#### Task details:
Go over the records and count each line that has the string "elapsed". Give the number and nothing else.

#### Data records:
======

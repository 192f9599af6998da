//! Master password generation
//!
//! Redshift requires a master password at create time; when the config omits
//! one we generate it from the OS secure random source. Letters and digits
//! only, so the value never needs URL-escaping in the connection string.

use rand::Rng;
use rand::distributions::Alphanumeric;
use rand::rngs::OsRng;

/// Default length used when the config omits `master_password`
pub const DEFAULT_LENGTH: usize = 16;

/// Generate a random alphanumeric password of exactly `len` characters
pub fn generate(len: usize) -> String {
    OsRng
        .sample_iter(&Alphanumeric)
        .take(len)
        .map(char::from)
        .collect()
}

#[cfg(test)]
mod tests {
    use super::*;

    #[test]
    fn exact_length() {
        for len in [0, 1, 16, 64] {
            assert_eq!(generate(len).len(), len);
        }
    }

    #[test]
    fn letters_and_digits_only() {
        let password = generate(256);
        assert!(password.chars().all(|c| c.is_ascii_alphanumeric()));
    }

    #[test]
    fn two_draws_differ() {
        // 62^16 possibilities; a collision here means the source is broken
        assert_ne!(generate(DEFAULT_LENGTH), generate(DEFAULT_LENGTH));
    }
}
//! `create_redshift` / `delete_redshift` - cluster lifecycle with a spinner
//! fed by workflow progress events

use std::time::Duration;

use indicatif::ProgressBar;
use tracing::info;

use dwhctl_core::aws::AwsProvider;
use dwhctl_core::{
    password, ProgressCallback, ProgressEvent, Settings, WaitSettings, workflows,
};

use crate::cli::OutputFormat;
use crate::error::Result;
use crate::output::print_output;

/// Spinner wired to workflow progress events.
///
/// Returns `None` for structured output so JSON/YAML streams stay clean.
fn spinner(output: OutputFormat) -> (Option<ProgressBar>, Option<ProgressCallback>) {
    if output.is_structured() {
        return (None, None);
    }

    let bar = ProgressBar::new_spinner();
    bar.enable_steady_tick(Duration::from_millis(120));

    let sink = bar.clone();
    let callback: ProgressCallback = Box::new(move |event| match event {
        ProgressEvent::Started { identifier } => {
            sink.set_message(format!("waiting for cluster '{identifier}'"));
        }
        ProgressEvent::Polling {
            status, elapsed, ..
        } => {
            sink.set_message(format!("status: {status} ({}s elapsed)", elapsed.as_secs()));
        }
        ProgressEvent::Completed { .. } => {}
    });

    (Some(bar), Some(callback))
}

fn wait_settings(settings: &Settings) -> WaitSettings {
    WaitSettings::new(
        settings.provision.poll_interval(),
        settings.provision.timeout(),
    )
}

pub async fn handle_create(
    provider: &AwsProvider,
    settings: &Settings,
    output: OutputFormat,
) -> Result<()> {
    let master_password = match &settings.cluster.master_password {
        Some(password) => password.clone(),
        None => {
            info!("no master_password configured; generating one");
            password::generate(password::DEFAULT_LENGTH)
        }
    };

    let (bar, on_progress) = spinner(output);
    let result = workflows::create_cluster_and_wait(
        provider,
        provider,
        provider,
        &settings.cluster,
        &master_password,
        wait_settings(settings),
        on_progress,
    )
    .await;
    if let Some(bar) = bar {
        bar.finish_and_clear();
    }
    let connection = result?;

    if output.is_structured() {
        print_output(
            serde_json::json!({
                "cluster": settings.cluster.identifier,
                "status": "available",
                "connection_string": connection.url(),
            }),
            output,
        )?;
    } else {
        println!("Cluster '{}' is available.", settings.cluster.identifier);
        println!("{}", connection.url());
    }
    Ok(())
}

pub async fn handle_delete(
    provider: &AwsProvider,
    settings: &Settings,
    output: OutputFormat,
) -> Result<()> {
    let (bar, on_progress) = spinner(output);
    let result = workflows::delete_cluster_and_wait(
        provider,
        &settings.cluster.identifier,
        wait_settings(settings),
        on_progress,
    )
    .await;
    if let Some(bar) = bar {
        bar.finish_and_clear();
    }
    result?;

    // Role cleanup only runs after the cluster is confirmed gone; its failure
    // is reported on its own, with the deletion already done.
    workflows::cleanup_role(provider, &settings.cluster.iam_role_name).await?;

    if output.is_structured() {
        print_output(
            serde_json::json!({
                "cluster": settings.cluster.identifier,
                "role": settings.cluster.iam_role_name,
                "deleted": true,
            }),
            output,
        )?;
    } else {
        println!(
            "Cluster '{}' deleted and role '{}' removed.",
            settings.cluster.identifier, settings.cluster.iam_role_name
        );
    }
    Ok(())
}
use assert_cmd::Command;
use predicates::prelude::*;

/// Helper to create a test command
fn dwhctl() -> Command {
    Command::cargo_bin("dwhctl").unwrap()
}

/// A config file that parses but points nowhere
const VALID_CONFIG: &str = r#"
[aws]
access_key_id = "AKIATEST"
secret_access_key = "shhh"

[cluster]
identifier = "dwh-cluster"
iam_role_name = "dwhRole"
database = "dwh"
master_username = "dwhuser"
"#;

fn write_config(content: &str) -> (tempfile::TempDir, String) {
    let dir = tempfile::tempdir().unwrap();
    let path = dir.path().join("dwh.toml");
    std::fs::write(&path, content).unwrap();
    let path = path.display().to_string();
    (dir, path)
}

#[test]
fn test_help_flag() {
    dwhctl()
        .arg("--help")
        .assert()
        .success()
        .stdout(predicate::str::contains("Redshift data warehouse"))
        .stdout(predicate::str::contains("COMMANDS:"));
}

#[test]
fn test_version_flag() {
    dwhctl()
        .arg("--version")
        .assert()
        .success()
        .stdout(predicate::str::contains("dwhctl"))
        .stdout(predicate::str::contains(env!("CARGO_PKG_VERSION")));
}

#[test]
fn test_missing_command_flag_is_a_parse_error() {
    dwhctl()
        .assert()
        .failure()
        .code(2)
        .stderr(predicate::str::contains("--command"));
}

#[test]
fn test_help_command_prints_usage_and_exits_zero() {
    dwhctl()
        .args(["--command", "help"])
        .assert()
        .success()
        .stdout(predicate::str::contains("check_credentials"))
        .stdout(predicate::str::contains("create_redshift"));
}

#[test]
fn test_unrecognized_command_prints_usage_and_exits_zero() {
    dwhctl()
        .args(["--command", "drop_tables"])
        .assert()
        .success()
        .stderr(predicate::str::contains("not recognized"))
        .stdout(predicate::str::contains("delete_redshift"));
}

#[test]
fn test_missing_config_file_exits_one() {
    dwhctl()
        .args(["--command", "check_redshift"])
        .args(["--config-file", "/nonexistent/dwh.toml"])
        .assert()
        .failure()
        .code(1)
        .stderr(predicate::str::contains("configuration error"));
}

#[test]
fn test_no_config_anywhere_exits_one() {
    let dir = tempfile::tempdir().unwrap();
    dwhctl()
        .args(["--command", "check_redshift"])
        .current_dir(dir.path())
        .env("HOME", dir.path())
        .env("XDG_CONFIG_HOME", dir.path().join(".config"))
        .env_remove("DWHCTL_CONFIG_FILE")
        .assert()
        .failure()
        .code(1)
        .stderr(predicate::str::contains("no config file found"));
}

#[test]
fn test_missing_required_key_exits_one() {
    // [cluster] lacks master_username
    let (_dir, path) = write_config(
        r#"
[aws]
access_key_id = "AKIATEST"
secret_access_key = "shhh"

[cluster]
identifier = "dwh-cluster"
iam_role_name = "dwhRole"
database = "dwh"
"#,
    );

    dwhctl()
        .args(["--command", "check_redshift"])
        .args(["--config-file", &path])
        .assert()
        .failure()
        .code(1)
        .stderr(predicate::str::contains("master_username"));
}

#[test]
fn test_check_redshift_without_connection_string_exits_one() {
    let (_dir, path) = write_config(VALID_CONFIG);

    dwhctl()
        .args(["--command", "check_redshift"])
        .args(["--config-file", &path])
        .assert()
        .failure()
        .code(1)
        .stderr(predicate::str::contains("probe.connection_string"));
}

#[test]
fn test_check_redshift_with_unreachable_endpoint_exits_one() {
    let (_dir, path) = write_config(&format!(
        "{VALID_CONFIG}\n[probe]\nconnection_string = \"postgresql://u:p@127.0.0.1:1/db\"\n"
    ));

    dwhctl()
        .args(["--command", "check_redshift"])
        .args(["--config-file", &path])
        .assert()
        .failure()
        .code(1)
        .stderr(predicate::str::contains("connection probe failed"));
}
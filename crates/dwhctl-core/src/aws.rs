//! AWS implementation of the control-plane seam
//!
//! One [`AwsProvider`] owns the STS, IAM, Redshift and EC2 clients, all built
//! from a single `SdkConfig` derived from the `[aws]` config section. Errors
//! are folded into [`CoreError`]: the specific not-found faults become
//! structured variants, everything else becomes `CoreError::Api` carrying the
//! SDK's full display chain.

use async_trait::async_trait;
use aws_config::{BehaviorVersion, Region, SdkConfig};
use aws_credential_types::Credentials;
use aws_smithy_types::error::display::DisplayErrorContext;
use tracing::{debug, info};

use crate::config::AwsSettings;
use crate::error::{CoreError, Result};
use crate::provider::{
    CallerIdentity, ClusterApi, ClusterDescription, ClusterEndpoint, ClusterSpec, IdentityApi,
    NetworkApi, RoleApi,
};

/// Trust policy permitting the warehouse service to assume the role
const REDSHIFT_TRUST_POLICY: &str = r#"{
  "Version": "2012-10-17",
  "Statement": [
    {
      "Effect": "Allow",
      "Principal": {"Service": "redshift.amazonaws.com"},
      "Action": "sts:AssumeRole"
    }
  ]
}"#;

/// Read-only storage-access policy attached to the cluster role
const S3_READ_ONLY_POLICY_ARN: &str = "arn:aws:iam::aws:policy/AmazonS3ReadOnlyAccess";

/// Build the shared SDK config from static credentials and a region
pub async fn sdk_config(settings: &AwsSettings) -> SdkConfig {
    aws_config::defaults(BehaviorVersion::latest())
        .region(Region::new(settings.region.clone()))
        .credentials_provider(Credentials::from_keys(
            settings.access_key_id.clone(),
            settings.secret_access_key.clone(),
            None,
        ))
        .load()
        .await
}

/// AWS-backed implementation of all four provider traits
#[derive(Clone)]
pub struct AwsProvider {
    sts: aws_sdk_sts::Client,
    iam: aws_sdk_iam::Client,
    redshift: aws_sdk_redshift::Client,
    ec2: aws_sdk_ec2::Client,
}

impl AwsProvider {
    pub async fn new(settings: &AwsSettings) -> Self {
        let config = sdk_config(settings).await;
        Self::from_sdk_config(&config)
    }

    pub fn from_sdk_config(config: &SdkConfig) -> Self {
        Self {
            sts: aws_sdk_sts::Client::new(config),
            iam: aws_sdk_iam::Client::new(config),
            redshift: aws_sdk_redshift::Client::new(config),
            ec2: aws_sdk_ec2::Client::new(config),
        }
    }
}

/// Fold any SDK error into `CoreError::Api` with its full source chain
fn api_err<E>(err: E) -> CoreError
where
    E: std::error::Error,
{
    CoreError::Api(format!("{}", DisplayErrorContext(&err)))
}

#[async_trait]
impl IdentityApi for AwsProvider {
    async fn caller_identity(&self) -> Result<CallerIdentity> {
        let response = self
            .sts
            .get_caller_identity()
            .send()
            .await
            .map_err(api_err)?;

        Ok(CallerIdentity {
            user_id: response.user_id().unwrap_or_default().to_string(),
            account: response.account().unwrap_or_default().to_string(),
            arn: response.arn().unwrap_or_default().to_string(),
        })
    }
}

#[async_trait]
impl RoleApi for AwsProvider {
    async fn role_arn(&self, name: &str) -> Result<Option<String>> {
        match self.iam.get_role().role_name(name).send().await {
            Ok(output) => Ok(output.role().map(|role| role.arn().to_string())),
            Err(err) => {
                let service_err = err.into_service_error();
                if service_err.is_no_such_entity_exception() {
                    Ok(None)
                } else {
                    Err(api_err(service_err))
                }
            }
        }
    }

    async fn create_service_role(&self, name: &str) -> Result<String> {
        info!("creating IAM role '{}'", name);
        let output = self
            .iam
            .create_role()
            .role_name(name)
            .description("Allows Redshift clusters to call AWS services on your behalf")
            .assume_role_policy_document(REDSHIFT_TRUST_POLICY)
            .send()
            .await
            .map_err(api_err)?;

        output
            .role()
            .map(|role| role.arn().to_string())
            .ok_or_else(|| CoreError::IncompleteResponse("create-role returned no role".into()))
    }

    async fn attach_read_policy(&self, name: &str) -> Result<()> {
        self.iam
            .attach_role_policy()
            .role_name(name)
            .policy_arn(S3_READ_ONLY_POLICY_ARN)
            .send()
            .await
            .map_err(api_err)?;
        Ok(())
    }

    async fn detach_read_policy(&self, name: &str) -> Result<()> {
        self.iam
            .detach_role_policy()
            .role_name(name)
            .policy_arn(S3_READ_ONLY_POLICY_ARN)
            .send()
            .await
            .map_err(api_err)?;
        Ok(())
    }

    async fn delete_role(&self, name: &str) -> Result<()> {
        match self.iam.delete_role().role_name(name).send().await {
            Ok(_) => Ok(()),
            Err(err) => {
                let service_err = err.into_service_error();
                if service_err.is_no_such_entity_exception() {
                    Err(CoreError::RoleNotFound(name.to_string()))
                } else {
                    Err(api_err(service_err))
                }
            }
        }
    }
}

#[async_trait]
impl ClusterApi for AwsProvider {
    async fn create_cluster(&self, spec: &ClusterSpec) -> Result<()> {
        info!(
            "creating cluster '{}' ({} x {})",
            spec.identifier, spec.number_of_nodes, spec.node_type
        );
        self.redshift
            .create_cluster()
            .cluster_identifier(&spec.identifier)
            .cluster_type(&spec.cluster_type)
            .node_type(&spec.node_type)
            .number_of_nodes(spec.number_of_nodes)
            .db_name(&spec.database)
            .master_username(&spec.master_username)
            .master_user_password(&spec.master_password)
            .port(i32::from(spec.port))
            .iam_roles(&spec.role_arn)
            .send()
            .await
            .map_err(api_err)?;
        Ok(())
    }

    async fn describe_cluster(&self, identifier: &str) -> Result<ClusterDescription> {
        let output = match self
            .redshift
            .describe_clusters()
            .cluster_identifier(identifier)
            .send()
            .await
        {
            Ok(output) => output,
            Err(err) => {
                let service_err = err.into_service_error();
                if service_err.is_cluster_not_found_fault() {
                    return Err(CoreError::ClusterNotFound(identifier.to_string()));
                }
                return Err(api_err(service_err));
            }
        };

        let cluster = output
            .clusters()
            .first()
            .ok_or_else(|| CoreError::ClusterNotFound(identifier.to_string()))?;

        let endpoint = cluster.endpoint().and_then(|endpoint| {
            let address = endpoint.address()?.to_string();
            let port = u16::try_from(endpoint.port().unwrap_or_default()).ok()?;
            Some(ClusterEndpoint { address, port })
        });

        let vpc_security_group_id = cluster
            .vpc_security_groups()
            .iter()
            .find_map(|membership| membership.vpc_security_group_id())
            .map(str::to_string);

        Ok(ClusterDescription {
            status: cluster.cluster_status().unwrap_or_default().to_string(),
            endpoint,
            vpc_security_group_id,
        })
    }

    async fn delete_cluster(&self, identifier: &str) -> Result<()> {
        info!("deleting cluster '{}' (skipping final snapshot)", identifier);
        match self
            .redshift
            .delete_cluster()
            .cluster_identifier(identifier)
            .skip_final_cluster_snapshot(true)
            .send()
            .await
        {
            Ok(_) => Ok(()),
            Err(err) => {
                let service_err = err.into_service_error();
                if service_err.is_cluster_not_found_fault() {
                    Err(CoreError::ClusterNotFound(identifier.to_string()))
                } else {
                    Err(api_err(service_err))
                }
            }
        }
    }
}

#[async_trait]
impl NetworkApi for AwsProvider {
    async fn open_ingress(&self, group_id: &str, port: u16) -> Result<()> {
        use aws_sdk_ec2::error::ProvideErrorMetadata;

        info!(
            "authorizing inbound tcp/{} from 0.0.0.0/0 on security group {}",
            port, group_id
        );
        match self
            .ec2
            .authorize_security_group_ingress()
            .group_id(group_id)
            .ip_protocol("tcp")
            .from_port(i32::from(port))
            .to_port(i32::from(port))
            .cidr_ip("0.0.0.0/0")
            .send()
            .await
        {
            Ok(_) => Ok(()),
            // The rule surviving a previous run is not a failure
            Err(err) if err.code() == Some("InvalidPermission.Duplicate") => {
                debug!("ingress rule already present on {}", group_id);
                Ok(())
            }
            Err(err) => Err(api_err(err.into_service_error())),
        }
    }
}
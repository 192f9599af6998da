//! Control-plane seam
//!
//! Four traits describe the provider boundaries the workflows depend on:
//! identity verification, role management, cluster lifecycle and network rule
//! management. Production code wires them to the AWS SDK clients in
//! [`crate::aws`]; tests implement them over scripted in-memory responses.

use async_trait::async_trait;

use crate::error::Result;

/// Identity metadata returned by the credential check
#[derive(Debug, Clone, PartialEq, Eq, serde::Serialize)]
pub struct CallerIdentity {
    pub user_id: String,
    pub account: String,
    pub arn: String,
}

/// Everything the create-cluster call needs, resolved from config plus the
/// role ARN looked up at provisioning time
#[derive(Debug, Clone)]
pub struct ClusterSpec {
    pub identifier: String,
    pub node_type: String,
    pub number_of_nodes: i32,
    pub cluster_type: String,
    pub database: String,
    pub master_username: String,
    pub master_password: String,
    pub port: u16,
    pub role_arn: String,
}

/// Reachable endpoint of an available cluster
#[derive(Debug, Clone, PartialEq, Eq)]
pub struct ClusterEndpoint {
    pub address: String,
    pub port: u16,
}

/// Snapshot of cluster state from a describe call
#[derive(Debug, Clone, Default)]
pub struct ClusterDescription {
    /// Raw status string, e.g. "creating", "available", "deleting"
    pub status: String,
    /// Present once the cluster is reachable
    pub endpoint: Option<ClusterEndpoint>,
    /// First attached VPC security group, used for the ingress rule
    pub vpc_security_group_id: Option<String>,
}

impl ClusterDescription {
    /// The terminal state creation waits for
    pub fn is_available(&self) -> bool {
        self.status.eq_ignore_ascii_case("available")
    }
}

/// Identity-verification service (STS)
#[async_trait]
pub trait IdentityApi {
    async fn caller_identity(&self) -> Result<CallerIdentity>;
}

/// Identity-and-access-role management service (IAM)
#[async_trait]
pub trait RoleApi {
    /// Look up a role by name, returning its ARN if it exists
    async fn role_arn(&self, name: &str) -> Result<Option<String>>;

    /// Create a role with a trust policy permitting the warehouse service to
    /// assume it, returning the new ARN
    async fn create_service_role(&self, name: &str) -> Result<String>;

    /// Attach the fixed read-only storage-access policy
    async fn attach_read_policy(&self, name: &str) -> Result<()>;

    /// Detach the fixed read-only storage-access policy
    async fn detach_read_policy(&self, name: &str) -> Result<()>;

    async fn delete_role(&self, name: &str) -> Result<()>;
}

/// Cluster lifecycle management service (Redshift)
#[async_trait]
pub trait ClusterApi {
    async fn create_cluster(&self, spec: &ClusterSpec) -> Result<()>;

    /// Describe a cluster; a missing cluster is `CoreError::ClusterNotFound`
    async fn describe_cluster(&self, identifier: &str) -> Result<ClusterDescription>;

    /// Delete a cluster, skipping the final snapshot
    async fn delete_cluster(&self, identifier: &str) -> Result<()>;
}

/// Virtual-network rule management service (EC2)
#[async_trait]
pub trait NetworkApi {
    /// Open inbound TCP on `port` from any source address.
    ///
    /// An already-existing identical rule counts as success.
    async fn open_ingress(&self, group_id: &str, port: u16) -> Result<()>;
}
//! Command handlers, one module per operation

pub mod cluster;
pub mod credentials;
pub mod probe;
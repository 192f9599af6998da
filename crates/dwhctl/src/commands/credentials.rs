//! `check_credentials` - verify provider credentials via the identity service

use dwhctl_core::provider::IdentityApi;
use dwhctl_core::workflows;

use crate::cli::OutputFormat;
use crate::error::Result;
use crate::output::print_output;

pub async fn handle_check_credentials(
    identity: &impl IdentityApi,
    output: OutputFormat,
) -> Result<()> {
    let caller = workflows::check_credentials(identity).await?;

    if output.is_structured() {
        print_output(&caller, output)?;
    } else {
        println!("Caller identity:");
        println!("  user_id: {}", caller.user_id);
        println!("  account: {}", caller.account);
        println!("  arn:     {}", caller.arn);
    }
    Ok(())
}
//! CLI structure
//!
//! A single required `--command` flag selects the operation, mirroring the
//! tool's original surface: commands are matched as strings so an
//! unrecognized value prints usage and exits 0 instead of producing a parse
//! error.

use clap::Parser;

/// The command values `main` dispatches on
pub const COMMANDS: &[&str] = &[
    "check_credentials",
    "create_redshift",
    "delete_redshift",
    "check_redshift",
    "help",
];

/// Data warehouse provisioning CLI for AWS Redshift
#[derive(Parser, Debug)]
#[command(name = "dwhctl")]
#[command(version, about = "Provision and tear down a Redshift data warehouse cluster")]
#[command(long_about = "
Provision and tear down a Redshift data warehouse cluster

COMMANDS:
    check_credentials   Verify the AWS credentials in the config file
    create_redshift     Create the cluster (and its IAM role) and wait until
                        it is available, then print the connection string
    delete_redshift     Delete the cluster, wait until it is gone, then
                        remove the IAM role
    check_redshift      Open a database connection using [probe]
                        connection_string and report success
    help                Print this help text

CONFIGURATION:
    Settings are read from ./dwh.toml when present, otherwise from the
    per-user config directory (~/.config/dwhctl/dwh.toml on Linux), or from
    --config-file. Values support ${VAR} and ${VAR:-default} expansion.

EXAMPLES:
    # Verify credentials
    dwhctl --command check_credentials

    # Provision and print the connection string as JSON
    dwhctl --command create_redshift -o json

    # Tear everything down
    dwhctl --command delete_redshift
")]
pub struct Cli {
    /// Operation to run (check_credentials | create_redshift | delete_redshift | check_redshift | help)
    #[arg(long, value_name = "COMMAND")]
    pub command: String,

    /// Path to alternate configuration file
    #[arg(long, env = "DWHCTL_CONFIG_FILE")]
    pub config_file: Option<String>,

    /// Output format
    #[arg(long, short = 'o', value_enum, default_value = "auto")]
    pub output: OutputFormat,

    /// Enable verbose logging (-v info, -vv debug, -vvv trace)
    #[arg(long, short, action = clap::ArgAction::Count)]
    pub verbose: u8,
}

/// Output format options
#[derive(Debug, Clone, Copy, PartialEq, Eq, clap::ValueEnum)]
pub enum OutputFormat {
    /// Human-readable lines
    Auto,
    /// JSON output
    Json,
    /// YAML output
    Yaml,
}

impl OutputFormat {
    pub fn is_structured(&self) -> bool {
        matches!(self, Self::Json | Self::Yaml)
    }
}

#[cfg(test)]
mod tests {
    use super::*;

    #[test]
    fn verify_cli() {
        use clap::CommandFactory;
        Cli::command().debug_assert();
    }

    #[test]
    fn parses_command_and_output() {
        let cli = Cli::parse_from(["dwhctl", "--command", "create_redshift", "-o", "json"]);
        assert_eq!(cli.command, "create_redshift");
        assert_eq!(cli.output, OutputFormat::Json);
    }

    #[test]
    fn verbosity_stacks() {
        let cli = Cli::parse_from(["dwhctl", "--command", "help", "-vvv"]);
        assert_eq!(cli.verbose, 3);
    }
}
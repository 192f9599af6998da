//! Data-plane connectivity probe
//!
//! Opens a PostgreSQL connection from a connection string and runs a trivial
//! query, proving the endpoint is reachable and the credentials work. One
//! shot, no retry.

use tokio_postgres::NoTls;
use tracing::debug;

use crate::error::{CoreError, Result};

/// Attempt a database connection and a `SELECT 1`
pub async fn check_connection(url: &str) -> Result<()> {
    let (client, connection) = tokio_postgres::connect(url, NoTls)
        .await
        .map_err(|e| CoreError::Probe(e.to_string()))?;

    // The connection task drives the socket; it ends when the client drops.
    let driver = tokio::spawn(connection);

    let result = client
        .simple_query("SELECT 1")
        .await
        .map(|_| ())
        .map_err(|e| CoreError::Probe(e.to_string()));

    drop(client);
    driver.abort();
    debug!("connectivity probe finished: {:?}", result.is_ok());
    result
}
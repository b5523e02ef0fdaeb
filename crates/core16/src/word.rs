//! Fixed-width 16-bit machine word.

use std::fmt;

/// Number of bits in a [`Word`].
pub const WORD_BITS: usize = 16;

/// A 16-bit unsigned machine word addressed bit by bit, bit 0 least significant.
#[derive(Debug, Clone, Copy, PartialEq, Eq, Hash, Default, PartialOrd, Ord)]
#[cfg_attr(feature = "serde", derive(serde::Deserialize, serde::Serialize))]
pub struct Word(u16);

impl Word {
    /// All bits clear.
    pub const ZERO: Self = Self(0);
    /// The value one.
    pub const ONE: Self = Self(1);
    /// All bits set.
    pub const MAX: Self = Self(u16::MAX);

    /// Wraps a raw 16-bit value.
    #[must_use]
    pub const fn new(value: u16) -> Self {
        Self(value)
    }

    /// Returns the unsigned integer value.
    #[must_use]
    pub const fn value(self) -> u16 {
        self.0
    }

    /// Reads bit `index`. Indices at or beyond [`WORD_BITS`] read as clear.
    #[must_use]
    pub const fn bit(self, index: usize) -> bool {
        index < WORD_BITS && (self.0 >> index) & 1 != 0
    }

    /// Returns a copy with bit `index` forced to `set`. Out-of-range indices
    /// leave the word unchanged.
    #[must_use]
    pub const fn with_bit(self, index: usize, set: bool) -> Self {
        if index >= WORD_BITS {
            return self;
        }
        let mask = 1_u16 << index;
        if set {
            Self(self.0 | mask)
        } else {
            Self(self.0 & !mask)
        }
    }

    /// Iterates the bits from least to most significant.
    pub fn bits(self) -> impl Iterator<Item = bool> {
        (0..WORD_BITS).map(move |index| self.bit(index))
    }

    /// Builds a word from bits ordered least significant first. Bits past
    /// the sixteenth are ignored.
    #[must_use]
    pub fn from_bits<I: IntoIterator<Item = bool>>(bits: I) -> Self {
        bits.into_iter()
            .take(WORD_BITS)
            .enumerate()
            .fold(Self::ZERO, |word, (index, bit)| word.with_bit(index, bit))
    }
}

impl From<u16> for Word {
    fn from(value: u16) -> Self {
        Self(value)
    }
}

impl From<Word> for u16 {
    fn from(word: Word) -> Self {
        word.0
    }
}

/// Renders all sixteen bits, most significant first.
impl fmt::Display for Word {
    fn fmt(&self, f: &mut fmt::Formatter<'_>) -> fmt::Result {
        write!(f, "{:016b}", self.0)
    }
}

======

#### Reply to the task:
2